Ferreir et al. [65] investigated the antimicrobial activity of three types of passion fruit seed oils obtained by refined, cold pressed and Soxhlet extraction against two Gram-positive bacteria (Staphylococcus epidermidis and Staphylococcus aureus) and two Gram-negative bacteria strains (Escherichia coli and Pseudomonas aeruginosa) by the solid medium diffusion technique. As presented by those authors, the oil samples evaluated did not present antimicrobial activity.

Saravanan and Parimelazhagan [69] evaluated the antimicrobial activity of Passiflora subpeltata seed oils extracted by Soxhlet with different solvents (petroleum ether, chloroform, acetone and methanol) and found an effective antibacterial and antifungal property of the oils. For those authors, the strong antimicrobial activity is related to the presence of phenolic compounds.

According to Zheng et al. [70], long-chain unsaturated fatty acids present antimicrobial activity being bactericidal to important pathogenic microorganisms. These antimicrobial actions of fatty acids are usually attributed to long-chain unsaturated fatty acids including linoleic acid, oleic acid and linolenic acid. The high content of polyunsaturated fatty acids (Table 2) can contribute to the strong inhibitory effect presented for all the oils tested.

The organic yellow passion fruit seed oils exhibited antimicrobial properties against Gram-positive and Gram-negative bacteria indicating their potential for use as natural preservatives. However, further studies involving the identification of the compounds responsible for the strong activity against Gram-negative bacteria and the activity against other pathogens are still required.

Conclusions

The results presented in this study showed that high yields of oil from organic yellow passion fruit seeds can be obtained using Soxhlet with n-hexane and compressed propane as solvents. The highest extraction yields obtained were 26.12 and 24.68% for Soxhlet with n-hexane and compressed propane at 30 °C and 8 MPa, respectively. For the compressed propane extractions, the pressure presented a slightly positive effect on the extraction yields. The results showed that propane is a suitable and promising solvent for the extraction of organic yellow passion fruit seed oil, due to the higher yield and relatively low pressure employed for the extraction process.

The oil samples obtained with ethanol as solvent (by Soxhlet and ultrasound-assisted extraction) and compressed propane presented similar physicochemical properties, except in relation to free fatty acids content, that were higher for Soxhlet using ethanol (1.03%) and lower for compressed propane at 30 °C and 8 MPa (0.73%). The oil samples obtained using compressed propane at 30 °C and 2 MPa and at 30 °C and 8 MPa presented a higher unsaturated fatty acids composition (86.65%) and the highest content of the essential linoleic acid (68.99%) at 30 °C and 2 MPa. These results reinforce the high quality of oil obtained using compressed propane. The oil samples obtained in this study can be considered as a premium edible oil due to its predominant constitution in unsaturated fatty acids.

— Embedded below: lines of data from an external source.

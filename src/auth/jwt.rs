use std::time::Duration;

use axum::extract::FromRef;
use jsonwebtoken::{decode, encode, DecodingKey, EncodingKey, Header, Validation};
use time::{Duration as TimeDuration, OffsetDateTime};
use tracing::debug;

use super::claims::Claims;
use crate::config::JwtConfig;
use crate::state::AppState;
use crate::store::User;

/// Holds JWT signing and verification keys with config data.
#[derive(Clone)]
pub struct JwtKeys {
    pub encoding: EncodingKey,
    pub decoding: DecodingKey,
    pub issuer: String,
    pub audience: String,
    pub ttl: Duration,
}

impl FromRef<AppState> for JwtKeys {
    fn from_ref(state: &AppState) -> Self {
        let JwtConfig {
            secret,
            issuer,
            audience,
            ttl_minutes,
        } = state.config.jwt.clone();
        Self {
            encoding: EncodingKey::from_secret(secret.as_bytes()),
            decoding: DecodingKey::from_secret(secret.as_bytes()),
            issuer,
            audience,
            ttl: Duration::from_secs((ttl_minutes as u64) * 60),
        }
    }
}

impl JwtKeys {
    pub fn sign(&self, user: &User) -> anyhow::Result<String> {
        let now = OffsetDateTime::now_utc();
        let exp = now + TimeDuration::seconds(self.ttl.as_secs() as i64);
        let claims = Claims {
            sub: user.id,
            email: user.email.clone(),
            role: user.role,
            iat: now.unix_timestamp() as usize,
            exp: exp.unix_timestamp() as usize,
            iss: self.issuer.clone(),
            aud: self.audience.clone(),
        };
        let token = encode(&Header::default(), &claims, &self.encoding)?;
        debug!(user_id = %user.id, role = %user.role, "jwt signed");
        Ok(token)
    }

    pub fn verify(&self, token: &str) -> anyhow::Result<Claims> {
        let mut validation = Validation::default();
        validation.set_audience(std::slice::from_ref(&self.audience));
        validation.set_issuer(std::slice::from_ref(&self.issuer));
        let data = decode::<Claims>(token, &self.decoding, &validation)?;
        debug!(user_id = %data.claims.sub, "jwt verified");
        Ok(data.claims)
    }
}
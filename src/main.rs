mod app;
mod attendance;
mod auth;
mod config;
mod error;
mod ledger;
mod state;
mod stats;
mod store;
mod tasks;

#[tokio::main]
async fn main() -> anyhow::Result<()> {
    dotenvy::dotenv().ok();

    let env_filter = std::env::var("RUST_LOG")
        .unwrap_or_else(|_| "afyaukweli=debug,axum=info,tower_http=info".to_string());
    let json_logs = std::env::var("LOG_FORMAT")
        .map(|v| v == "json")
        .unwrap_or(false);

    if json_logs {
        tracing_subscriber::fmt()
            .with_env_filter(env_filter)
            .with_target(false)
            .json()
            .init();
    } else {
        tracing_subscriber::fmt().with_env_filter(env_filter).init();
    }

    let app_state = state::AppState::init().await?;
    let app = app::build_app(app_state);
    app::serve(app).await
}
use std::net::SocketAddr;

use axum::{routing::get, Router};
use tower_http::{cors::CorsLayer, trace::TraceLayer};

use crate::state::AppState;
use crate::{attendance, auth, stats, tasks};

pub fn build_app(state: AppState) -> Router {
    Router::new()
        .nest(
            "/api",
            Router::new()
                .merge(auth::router())
                .merge(tasks::router())
                .merge(attendance::router())
                .merge(stats::router())
                .route("/health", get(|| async { "ok" })),
        )
        .with_state(state)
        .layer(CorsLayer::permissive())
        .layer(
            TraceLayer::new_for_http()
                .make_span_with(|req: &axum::http::Request<_>| {
                    let method = req.method().clone();
                    let uri = req.uri().clone();
                    tracing::info_span!("http_request", %method, uri = %uri)
                })
                .on_response(
                    |res: &axum::http::Response<_>,
                     _latency: std::time::Duration,
                     span: &tracing::Span| {
                        let status = res.status();
                        span.record("status", tracing::field::display(status));
                        if status.is_server_error() {
                            tracing::error!(%status, "response");
                        } else {
                            tracing::info!(%status, "response");
                        }
                    },
                ),
        )
}

pub async fn serve(app: Router) -> anyhow::Result<()> {
    let addr: SocketAddr = format!(
        "{}:{}",
        std::env::var("APP_HOST").unwrap_or_else(|_| "0.0.0.0".into()),
        std::env::var("APP_PORT").unwrap_or_else(|_| "8080".into())
    )
    .parse()?;

    tracing::info!("listening on {}", addr);
    let listener = tokio::net::TcpListener::bind(addr).await?;
    axum::serve(listener, app).await?;
    Ok(())
}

All oil samples (obtained from different techniques and conditions) presented α-, γ- and δ-tocopherol homologues, with predominance of the latter. The highest antioxidant activity determined by the DPPH method was observed for oil obtained with ethanol as solvent by Soxhlet (82.82%) and ultrasound-assisted extraction (80.68%), followed by compressed propane at 30 °C and 2 MPa (75.12%). The oil samples were effective against Gram-positive (S. aureus and B. cereus) and Gram-negative (E. coli and S. enteritidis) bacteria, mainly those samples obtained by Soxhlet with n-hexane and ethanol.

This study indicated that the unconventional compressed propane extraction can be performed to obtain a highly potential nutritious oil with good antioxidant and antimicrobial activities, adding value to this agroindustry waste. The results demonstrate that organic yellow passion fruit seed can be explored as an important raw material to development of functional food ingredients or for nutraceutical applications, adding value to this crop and to the organic production chain.